*What you are asked to do:* Which lines of the data contain the string "used"? Copy every one.

**** Supplied material ****

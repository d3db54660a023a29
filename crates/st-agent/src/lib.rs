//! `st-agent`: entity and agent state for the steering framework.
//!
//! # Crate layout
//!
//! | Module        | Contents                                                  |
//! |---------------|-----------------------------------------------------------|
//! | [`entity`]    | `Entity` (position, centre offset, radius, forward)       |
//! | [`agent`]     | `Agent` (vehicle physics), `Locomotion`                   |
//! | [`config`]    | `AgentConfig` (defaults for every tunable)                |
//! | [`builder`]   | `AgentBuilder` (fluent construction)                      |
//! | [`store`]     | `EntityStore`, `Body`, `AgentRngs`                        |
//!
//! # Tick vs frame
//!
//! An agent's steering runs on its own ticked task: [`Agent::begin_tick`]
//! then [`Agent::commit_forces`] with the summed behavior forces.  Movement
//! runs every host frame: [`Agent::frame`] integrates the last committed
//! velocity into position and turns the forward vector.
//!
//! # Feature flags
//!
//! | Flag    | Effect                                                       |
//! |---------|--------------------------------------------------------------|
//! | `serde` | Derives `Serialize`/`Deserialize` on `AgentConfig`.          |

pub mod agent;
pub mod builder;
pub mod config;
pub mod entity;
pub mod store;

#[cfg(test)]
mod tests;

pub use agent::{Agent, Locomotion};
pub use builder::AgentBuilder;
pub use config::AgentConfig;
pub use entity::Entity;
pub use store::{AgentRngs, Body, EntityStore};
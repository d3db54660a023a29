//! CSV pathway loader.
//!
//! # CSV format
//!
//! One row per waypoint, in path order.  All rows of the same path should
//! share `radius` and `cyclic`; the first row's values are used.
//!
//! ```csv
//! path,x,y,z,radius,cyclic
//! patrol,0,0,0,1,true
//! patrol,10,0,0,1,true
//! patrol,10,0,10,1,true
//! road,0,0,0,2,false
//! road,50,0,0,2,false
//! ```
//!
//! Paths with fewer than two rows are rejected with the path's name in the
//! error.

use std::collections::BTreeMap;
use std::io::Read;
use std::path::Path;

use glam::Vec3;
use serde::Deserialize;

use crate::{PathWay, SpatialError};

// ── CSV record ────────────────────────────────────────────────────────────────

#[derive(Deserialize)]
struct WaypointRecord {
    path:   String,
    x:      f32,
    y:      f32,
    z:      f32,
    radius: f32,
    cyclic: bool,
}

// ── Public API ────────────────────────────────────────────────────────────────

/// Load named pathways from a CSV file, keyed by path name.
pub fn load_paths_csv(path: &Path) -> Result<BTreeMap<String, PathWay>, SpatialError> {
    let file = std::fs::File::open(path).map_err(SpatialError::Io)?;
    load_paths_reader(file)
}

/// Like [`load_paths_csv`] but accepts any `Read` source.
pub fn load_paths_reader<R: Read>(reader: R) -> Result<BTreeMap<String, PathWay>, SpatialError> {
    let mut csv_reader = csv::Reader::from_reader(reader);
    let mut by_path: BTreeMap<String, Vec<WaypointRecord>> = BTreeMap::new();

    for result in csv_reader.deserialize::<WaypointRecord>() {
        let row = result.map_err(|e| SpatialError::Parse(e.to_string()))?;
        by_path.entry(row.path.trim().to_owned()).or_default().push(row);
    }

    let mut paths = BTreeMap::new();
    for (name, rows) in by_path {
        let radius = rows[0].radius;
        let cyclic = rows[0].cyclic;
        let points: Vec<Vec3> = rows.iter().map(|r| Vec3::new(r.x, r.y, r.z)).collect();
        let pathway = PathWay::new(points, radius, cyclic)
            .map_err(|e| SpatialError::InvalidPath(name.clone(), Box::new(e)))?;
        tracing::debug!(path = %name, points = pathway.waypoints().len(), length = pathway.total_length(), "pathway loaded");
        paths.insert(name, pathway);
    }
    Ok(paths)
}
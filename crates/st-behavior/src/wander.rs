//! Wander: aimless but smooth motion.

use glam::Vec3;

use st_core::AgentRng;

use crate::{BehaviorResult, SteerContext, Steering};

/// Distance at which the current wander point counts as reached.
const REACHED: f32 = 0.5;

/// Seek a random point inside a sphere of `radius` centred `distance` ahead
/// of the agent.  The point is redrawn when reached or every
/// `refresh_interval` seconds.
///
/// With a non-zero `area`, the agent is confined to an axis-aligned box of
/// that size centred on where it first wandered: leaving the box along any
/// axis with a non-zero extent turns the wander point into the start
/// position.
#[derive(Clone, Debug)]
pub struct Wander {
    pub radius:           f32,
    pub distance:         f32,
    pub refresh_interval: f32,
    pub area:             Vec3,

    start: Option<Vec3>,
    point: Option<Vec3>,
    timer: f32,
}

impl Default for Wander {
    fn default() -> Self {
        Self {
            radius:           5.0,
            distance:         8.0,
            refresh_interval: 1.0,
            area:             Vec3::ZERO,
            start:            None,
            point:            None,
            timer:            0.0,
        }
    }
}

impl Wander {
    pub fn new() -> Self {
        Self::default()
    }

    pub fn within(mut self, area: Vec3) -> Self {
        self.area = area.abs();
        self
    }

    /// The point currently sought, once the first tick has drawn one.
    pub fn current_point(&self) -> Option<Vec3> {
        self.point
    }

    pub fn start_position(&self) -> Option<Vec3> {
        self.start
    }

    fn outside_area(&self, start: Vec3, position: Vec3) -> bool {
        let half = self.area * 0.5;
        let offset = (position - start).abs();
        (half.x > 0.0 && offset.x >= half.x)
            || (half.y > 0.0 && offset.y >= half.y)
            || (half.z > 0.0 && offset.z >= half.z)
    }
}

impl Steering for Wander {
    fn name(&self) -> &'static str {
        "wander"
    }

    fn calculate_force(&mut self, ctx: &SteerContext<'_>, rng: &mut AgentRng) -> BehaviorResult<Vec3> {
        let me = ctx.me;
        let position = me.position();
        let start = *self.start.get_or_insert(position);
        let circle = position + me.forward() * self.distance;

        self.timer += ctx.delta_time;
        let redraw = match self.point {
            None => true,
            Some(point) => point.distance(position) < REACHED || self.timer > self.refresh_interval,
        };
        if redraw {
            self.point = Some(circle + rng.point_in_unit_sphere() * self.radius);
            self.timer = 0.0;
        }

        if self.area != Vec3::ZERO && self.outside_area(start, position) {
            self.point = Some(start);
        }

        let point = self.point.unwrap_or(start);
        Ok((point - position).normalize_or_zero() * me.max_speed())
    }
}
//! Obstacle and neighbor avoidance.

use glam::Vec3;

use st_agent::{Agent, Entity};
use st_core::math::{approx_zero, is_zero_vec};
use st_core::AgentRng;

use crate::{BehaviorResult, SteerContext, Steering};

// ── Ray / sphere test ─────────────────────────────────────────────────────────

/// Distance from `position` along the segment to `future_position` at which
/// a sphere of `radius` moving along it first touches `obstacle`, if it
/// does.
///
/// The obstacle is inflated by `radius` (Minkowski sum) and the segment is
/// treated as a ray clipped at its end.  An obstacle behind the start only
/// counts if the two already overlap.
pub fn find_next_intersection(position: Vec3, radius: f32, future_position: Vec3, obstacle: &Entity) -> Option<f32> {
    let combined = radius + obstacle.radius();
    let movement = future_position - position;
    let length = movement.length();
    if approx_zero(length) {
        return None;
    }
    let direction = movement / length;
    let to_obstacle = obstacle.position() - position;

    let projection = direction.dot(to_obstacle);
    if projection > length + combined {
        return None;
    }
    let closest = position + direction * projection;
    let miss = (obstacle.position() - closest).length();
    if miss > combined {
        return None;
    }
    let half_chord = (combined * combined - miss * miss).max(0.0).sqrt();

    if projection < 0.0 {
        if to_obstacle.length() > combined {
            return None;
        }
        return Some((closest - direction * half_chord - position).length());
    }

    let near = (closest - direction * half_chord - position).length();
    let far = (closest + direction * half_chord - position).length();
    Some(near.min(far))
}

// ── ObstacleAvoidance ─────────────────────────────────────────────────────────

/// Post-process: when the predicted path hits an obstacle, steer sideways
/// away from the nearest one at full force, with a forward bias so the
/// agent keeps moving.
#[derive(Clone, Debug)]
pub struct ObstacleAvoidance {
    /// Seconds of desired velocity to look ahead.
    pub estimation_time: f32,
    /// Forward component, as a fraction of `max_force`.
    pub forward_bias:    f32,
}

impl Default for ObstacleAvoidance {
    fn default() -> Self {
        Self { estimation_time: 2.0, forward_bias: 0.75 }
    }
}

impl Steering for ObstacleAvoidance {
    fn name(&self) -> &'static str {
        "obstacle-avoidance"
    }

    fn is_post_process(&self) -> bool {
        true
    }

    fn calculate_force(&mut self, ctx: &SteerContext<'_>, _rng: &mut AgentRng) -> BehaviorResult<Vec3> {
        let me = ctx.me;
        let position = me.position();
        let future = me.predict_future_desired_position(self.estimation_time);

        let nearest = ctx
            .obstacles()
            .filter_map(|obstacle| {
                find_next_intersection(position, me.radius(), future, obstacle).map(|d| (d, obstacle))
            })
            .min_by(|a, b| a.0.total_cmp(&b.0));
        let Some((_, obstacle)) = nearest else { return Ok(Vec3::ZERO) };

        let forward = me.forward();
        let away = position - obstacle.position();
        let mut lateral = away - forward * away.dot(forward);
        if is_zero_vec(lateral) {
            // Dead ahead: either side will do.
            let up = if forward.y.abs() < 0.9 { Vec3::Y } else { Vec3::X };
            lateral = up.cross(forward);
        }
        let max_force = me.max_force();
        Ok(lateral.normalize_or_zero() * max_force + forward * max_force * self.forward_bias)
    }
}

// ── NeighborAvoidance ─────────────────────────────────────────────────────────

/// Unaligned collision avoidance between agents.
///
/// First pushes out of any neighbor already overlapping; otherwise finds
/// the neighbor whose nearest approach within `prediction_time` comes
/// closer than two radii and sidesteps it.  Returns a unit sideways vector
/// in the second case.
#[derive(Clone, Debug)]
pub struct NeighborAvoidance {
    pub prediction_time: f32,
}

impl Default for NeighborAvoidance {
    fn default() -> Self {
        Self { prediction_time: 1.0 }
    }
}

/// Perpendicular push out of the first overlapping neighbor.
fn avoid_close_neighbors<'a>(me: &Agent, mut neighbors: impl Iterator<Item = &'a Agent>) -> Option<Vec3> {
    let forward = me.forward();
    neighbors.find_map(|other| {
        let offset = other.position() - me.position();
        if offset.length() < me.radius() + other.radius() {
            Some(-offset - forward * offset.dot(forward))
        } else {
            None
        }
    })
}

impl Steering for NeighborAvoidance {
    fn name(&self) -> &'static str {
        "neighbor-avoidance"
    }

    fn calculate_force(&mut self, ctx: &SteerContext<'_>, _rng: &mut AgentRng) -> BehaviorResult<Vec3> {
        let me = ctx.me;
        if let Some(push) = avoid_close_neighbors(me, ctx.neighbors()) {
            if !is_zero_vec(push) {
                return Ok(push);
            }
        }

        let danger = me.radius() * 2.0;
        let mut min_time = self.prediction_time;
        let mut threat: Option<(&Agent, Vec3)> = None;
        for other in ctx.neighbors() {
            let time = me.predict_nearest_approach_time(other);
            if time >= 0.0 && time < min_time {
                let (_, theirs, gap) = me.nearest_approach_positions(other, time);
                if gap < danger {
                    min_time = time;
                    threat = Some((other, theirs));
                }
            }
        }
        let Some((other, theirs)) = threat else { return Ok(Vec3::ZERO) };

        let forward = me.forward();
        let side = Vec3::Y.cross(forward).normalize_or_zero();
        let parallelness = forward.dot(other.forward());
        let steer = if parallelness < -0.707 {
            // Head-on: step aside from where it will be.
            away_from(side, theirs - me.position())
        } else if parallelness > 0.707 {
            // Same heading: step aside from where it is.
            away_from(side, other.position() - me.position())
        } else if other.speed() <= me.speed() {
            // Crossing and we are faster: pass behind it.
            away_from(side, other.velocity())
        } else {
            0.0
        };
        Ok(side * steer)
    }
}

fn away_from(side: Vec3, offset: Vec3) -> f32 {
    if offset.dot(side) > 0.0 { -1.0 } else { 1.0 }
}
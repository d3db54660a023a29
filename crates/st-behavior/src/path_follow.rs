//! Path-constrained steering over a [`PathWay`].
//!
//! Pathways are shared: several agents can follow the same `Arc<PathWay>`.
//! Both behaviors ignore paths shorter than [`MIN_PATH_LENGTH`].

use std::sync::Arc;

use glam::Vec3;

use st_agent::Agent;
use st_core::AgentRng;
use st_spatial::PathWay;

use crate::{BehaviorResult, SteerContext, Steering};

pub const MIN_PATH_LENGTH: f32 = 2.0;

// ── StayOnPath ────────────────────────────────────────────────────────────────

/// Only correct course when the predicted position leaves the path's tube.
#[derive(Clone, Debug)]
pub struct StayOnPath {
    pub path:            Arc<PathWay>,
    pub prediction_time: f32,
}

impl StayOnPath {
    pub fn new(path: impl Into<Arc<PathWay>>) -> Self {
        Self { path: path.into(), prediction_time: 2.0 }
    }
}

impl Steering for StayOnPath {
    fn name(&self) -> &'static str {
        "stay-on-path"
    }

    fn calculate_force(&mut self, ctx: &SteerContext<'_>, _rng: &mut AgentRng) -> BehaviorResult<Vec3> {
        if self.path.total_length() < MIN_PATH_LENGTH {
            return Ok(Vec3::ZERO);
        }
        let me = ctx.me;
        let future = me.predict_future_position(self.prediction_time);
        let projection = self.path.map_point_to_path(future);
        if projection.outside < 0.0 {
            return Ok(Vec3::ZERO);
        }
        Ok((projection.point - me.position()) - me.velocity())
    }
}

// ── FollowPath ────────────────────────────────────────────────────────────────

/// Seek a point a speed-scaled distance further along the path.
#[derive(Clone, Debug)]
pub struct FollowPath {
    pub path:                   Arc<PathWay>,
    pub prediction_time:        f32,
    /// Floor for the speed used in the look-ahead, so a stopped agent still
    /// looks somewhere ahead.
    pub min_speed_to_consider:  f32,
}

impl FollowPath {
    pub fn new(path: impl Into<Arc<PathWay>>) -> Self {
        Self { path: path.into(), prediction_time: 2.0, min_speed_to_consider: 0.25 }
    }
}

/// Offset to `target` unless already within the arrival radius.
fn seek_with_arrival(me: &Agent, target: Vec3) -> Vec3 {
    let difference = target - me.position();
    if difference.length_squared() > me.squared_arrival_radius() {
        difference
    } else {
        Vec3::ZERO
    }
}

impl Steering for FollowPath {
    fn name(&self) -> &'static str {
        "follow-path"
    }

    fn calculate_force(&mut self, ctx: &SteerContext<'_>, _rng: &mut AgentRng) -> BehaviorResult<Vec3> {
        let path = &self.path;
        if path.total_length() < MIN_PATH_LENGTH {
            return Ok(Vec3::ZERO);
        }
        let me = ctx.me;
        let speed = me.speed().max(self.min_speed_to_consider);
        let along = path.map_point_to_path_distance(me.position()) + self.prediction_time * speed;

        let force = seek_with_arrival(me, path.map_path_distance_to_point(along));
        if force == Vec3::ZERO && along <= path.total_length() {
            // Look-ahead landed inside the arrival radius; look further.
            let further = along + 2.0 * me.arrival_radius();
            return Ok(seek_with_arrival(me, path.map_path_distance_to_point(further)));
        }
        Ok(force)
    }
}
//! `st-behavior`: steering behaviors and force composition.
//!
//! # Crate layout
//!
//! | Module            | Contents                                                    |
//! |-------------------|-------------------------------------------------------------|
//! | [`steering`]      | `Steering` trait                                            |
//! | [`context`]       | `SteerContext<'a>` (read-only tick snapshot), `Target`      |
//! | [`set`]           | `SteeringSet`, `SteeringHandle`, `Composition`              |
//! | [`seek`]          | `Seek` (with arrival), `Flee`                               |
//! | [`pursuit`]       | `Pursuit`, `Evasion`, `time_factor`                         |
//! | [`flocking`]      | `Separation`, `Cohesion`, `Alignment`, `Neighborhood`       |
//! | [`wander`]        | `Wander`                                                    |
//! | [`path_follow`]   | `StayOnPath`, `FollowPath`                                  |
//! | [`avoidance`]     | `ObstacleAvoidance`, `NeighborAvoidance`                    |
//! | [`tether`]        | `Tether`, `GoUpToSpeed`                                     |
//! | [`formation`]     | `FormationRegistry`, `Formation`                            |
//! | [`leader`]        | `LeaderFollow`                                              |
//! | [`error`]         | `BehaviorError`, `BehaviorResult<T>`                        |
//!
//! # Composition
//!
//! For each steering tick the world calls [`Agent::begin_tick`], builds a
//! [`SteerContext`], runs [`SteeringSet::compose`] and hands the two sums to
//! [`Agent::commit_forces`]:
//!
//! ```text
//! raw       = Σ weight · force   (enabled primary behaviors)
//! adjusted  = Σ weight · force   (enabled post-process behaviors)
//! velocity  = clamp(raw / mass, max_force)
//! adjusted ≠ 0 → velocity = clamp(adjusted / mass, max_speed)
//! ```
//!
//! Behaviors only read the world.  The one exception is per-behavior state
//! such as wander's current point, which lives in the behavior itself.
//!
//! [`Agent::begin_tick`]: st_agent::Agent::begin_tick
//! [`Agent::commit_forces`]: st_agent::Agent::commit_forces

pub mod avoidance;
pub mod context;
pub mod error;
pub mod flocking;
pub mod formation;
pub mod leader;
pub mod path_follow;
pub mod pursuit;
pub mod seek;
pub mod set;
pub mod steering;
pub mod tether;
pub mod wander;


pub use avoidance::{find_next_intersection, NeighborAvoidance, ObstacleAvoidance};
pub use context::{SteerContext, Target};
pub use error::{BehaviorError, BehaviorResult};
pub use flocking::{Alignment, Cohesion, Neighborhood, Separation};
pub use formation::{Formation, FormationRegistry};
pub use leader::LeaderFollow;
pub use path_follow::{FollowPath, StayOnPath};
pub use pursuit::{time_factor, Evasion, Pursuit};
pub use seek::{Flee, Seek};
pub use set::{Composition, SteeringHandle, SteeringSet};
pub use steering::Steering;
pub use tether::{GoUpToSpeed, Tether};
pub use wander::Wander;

****

*Written response:*
//! share `radius` and `cyclic`; the first row's values are used.
    /// Floor for the speed used in the look-ahead, so a stopped agent still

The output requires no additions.